Marcel Müller
11/16/2008 4:18:00 PM
Frank Neuhaus wrote:
> I have a large file that I am opening with an std::ifstream. This file
> contains a number of objects. My classes know how to deserialize from
> a std::istream, so right now, I am just passing this std::ifstream to
> my class constructors and they read themselfes from the stream
[...]
> I would expect it to read a big chunk into
> memory, and then have my deserialization basically work right inside
> memory. Could this be? What else could be the cause of the slowdown?
> How could I make this faster?
Well, the iostream classes...
If you are talking about really much data, the big chunks must be in the
order of a few megabytes to get rid of the awful access times of common
direct accessible storage devices.
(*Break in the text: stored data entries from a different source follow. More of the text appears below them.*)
//! # Relay Server
//!
//! HTTP relay that keeps secrets server-side for browser clients:
//!
//! - **Login links**: passwordless sign-in with single-use, one-hour tokens
//! - **Completion proxy**: forwards chat requests with a server-held API key,
//!   rate limited per client
//! - **Client configuration**: serves public backend settings
//! - **Operations**: health, status, and Prometheus metrics
//!
//! All state is in memory; expired tokens and rate windows are reclaimed by a
//! background sweeper.

#![deny(missing_docs)]
#![deny(clippy::unwrap_used)]
#![deny(clippy::expect_used)]
#![deny(clippy::panic)]

pub mod config;
pub mod llm;
pub mod metrics;
pub mod server;

pub use config::Config;
pub use llm::LlmClient;
pub use server::{AppState, build_router};
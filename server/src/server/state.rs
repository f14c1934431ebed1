//! Application state for the relay HTTP server.

use crate::config::Config;
use crate::llm::LlmClient;
use metrics_exporter_prometheus::PrometheusHandle;
use relay_auth::{RateLimiter, TokenStore};
use relay_core::environment::Clock;
use std::sync::Arc;

/// Application state shared across all HTTP handlers.
///
/// It's cloned (cheaply via Arc) for each request. The login-link service is
/// not part of it; its routes carry their own state.
#[derive(Clone)]
pub struct AppState {
    /// Loaded configuration
    pub config: Arc<Config>,

    /// Time source for response timestamps
    pub clock: Arc<dyn Clock>,

    /// Outstanding login tokens
    pub tokens: Arc<TokenStore>,

    /// Shared limiter for every action
    pub limiter: Arc<RateLimiter>,

    /// Completion API client
    pub llm: LlmClient,

    /// Prometheus renderer for `/metrics`
    pub metrics: PrometheusHandle,
}

impl AppState {
    /// Create a new application state.
    #[must_use]
    pub const fn new(
        config: Arc<Config>,
        clock: Arc<dyn Clock>,
        tokens: Arc<TokenStore>,
        limiter: Arc<RateLimiter>,
        llm: LlmClient,
        metrics: PrometheusHandle,
    ) -> Self {
        Self {
            config,
            clock,
            tokens,
            limiter,
            llm,
            metrics,
        }
    }
}

impl std::fmt::Debug for AppState {
    fn fmt(&self, f: &mut std::fmt::Formatter<'_>) -> std::fmt::Result {
        f.debug_struct("AppState")
            .field("config", &self.config)
            .field("tokens", &self.tokens)
            .field("limiter", &self.limiter)
            .field("llm", &self.llm)
            .finish_non_exhaustive()
    }
}
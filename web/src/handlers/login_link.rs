//! Login-link handlers.
//!
//! Implements passwordless sign-in via emailed single-use links.

use crate::WebResult;
use crate::extractors::{ClientIp, CorrelationId};
use axum::{
    Json,
    extract::{Query, State},
    http::StatusCode,
};
use relay_auth::providers::EmailSender;
use relay_auth::{LoginLinkRequest, LoginLinkService, VerifiedLogin};
use serde::{Deserialize, Serialize};
use std::sync::Arc;

/// Response after sending a login link.
#[derive(Debug, Clone, Serialize, Deserialize)]
pub struct LoginLinkResponse {
    /// Confirmation message.
    pub message: String,

    /// Email address the link was sent to.
    pub identity: String,
}

/// Request to redeem a login token.
#[derive(Debug, Clone, Deserialize, Serialize)]
pub struct VerifyRequest {
    /// Token from the login link.
    pub token: String,
}

/// Send a login link to the caller's email.
///
/// # Endpoint
///
/// ```text
/// POST /api/auth/login-link
/// Content-Type: application/json
///
/// {
///   "identity": "user@example.com",
///   "displayName": "Ada",
///   "context": "store-42"
/// }
/// ```
///
/// # Response
///
/// `202 Accepted`
///
/// ```json
/// {
///   "message": "Login link sent. Check your email.",
///   "identity": "user@example.com"
/// }
/// ```
///
/// # Errors
///
/// - `422 Unprocessable Entity`: identity is not an email address
/// - `429 Too Many Requests`: too many links for this client and identity
/// - `502 Bad Gateway`: the email could not be sent
pub async fn request_login_link<E>(
    State(service): State<Arc<LoginLinkService<E>>>,
    correlation_id: CorrelationId,
    ClientIp(ip): ClientIp,
    Json(request): Json<LoginLinkRequest>,
) -> WebResult<(StatusCode, Json<LoginLinkResponse>)>
where
    E: EmailSender + 'static,
{
    tracing::debug!(correlation_id = %correlation_id, client_ip = %ip, "Login link requested");

    let identity = service.request_link(&ip.to_string(), request).await?;

    Ok((
        StatusCode::ACCEPTED,
        Json(LoginLinkResponse {
            message: "Login link sent. Check your email.".to_string(),
            identity,
        }),
    ))
}

/// Redeem a login token from a JSON body.
///
/// # Endpoint
///
/// ```text
/// POST /api/auth/verify
/// Content-Type: application/json
///
/// {
///   "token": "abc123..."
/// }
/// ```
///
/// # Response (Success)
///
/// ```json
/// {
///   "identity": "user@example.com",
///   "displayName": "Ada"
/// }
/// ```
///
/// # Response (Error)
///
/// - `401 Unauthorized`: token unknown, used, or expired
/// - `429 Too Many Requests`: rate limit exceeded
#[allow(clippy::unused_async)]
pub async fn verify_login_token<E>(
    State(service): State<Arc<LoginLinkService<E>>>,
    ClientIp(ip): ClientIp,
    Json(request): Json<VerifyRequest>,
) -> WebResult<Json<VerifiedLogin>>
where
    E: EmailSender + 'static,
{
    Ok(Json(service.verify(&ip.to_string(), &request.token)?))
}

/// Redeem a login token from the query string.
///
/// # Endpoint
///
/// ```text
/// GET /api/auth/verify?token=abc123...
/// ```
///
/// Responses match [`verify_login_token`].
#[allow(clippy::unused_async)]
pub async fn verify_login_token_query<E>(
    State(service): State<Arc<LoginLinkService<E>>>,
    ClientIp(ip): ClientIp,
    Query(request): Query<VerifyRequest>,
) -> WebResult<Json<VerifiedLogin>>
where
    E: EmailSender + 'static,
{
    Ok(Json(service.verify(&ip.to_string(), &request.token)?))
}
Maybe your file system cache does the
job for you, maybe not. At least the standard buffers of the I/O
libraries are not that large.
Have you checked whether the deserialization basically eats CPU
resources or more I/O?
Furthermore, are you using portable I/O? This usually ends up with
working byte by byte and many shift operations.
Some operating systems have a way of specifying sequential access to a
stream. This can significantly improve the cache efficiency and the
throughput. Unfortunately neither C nor C++ has a standard way to set
such flags.
As a start you might tweak the buffers of the underlying filebuf.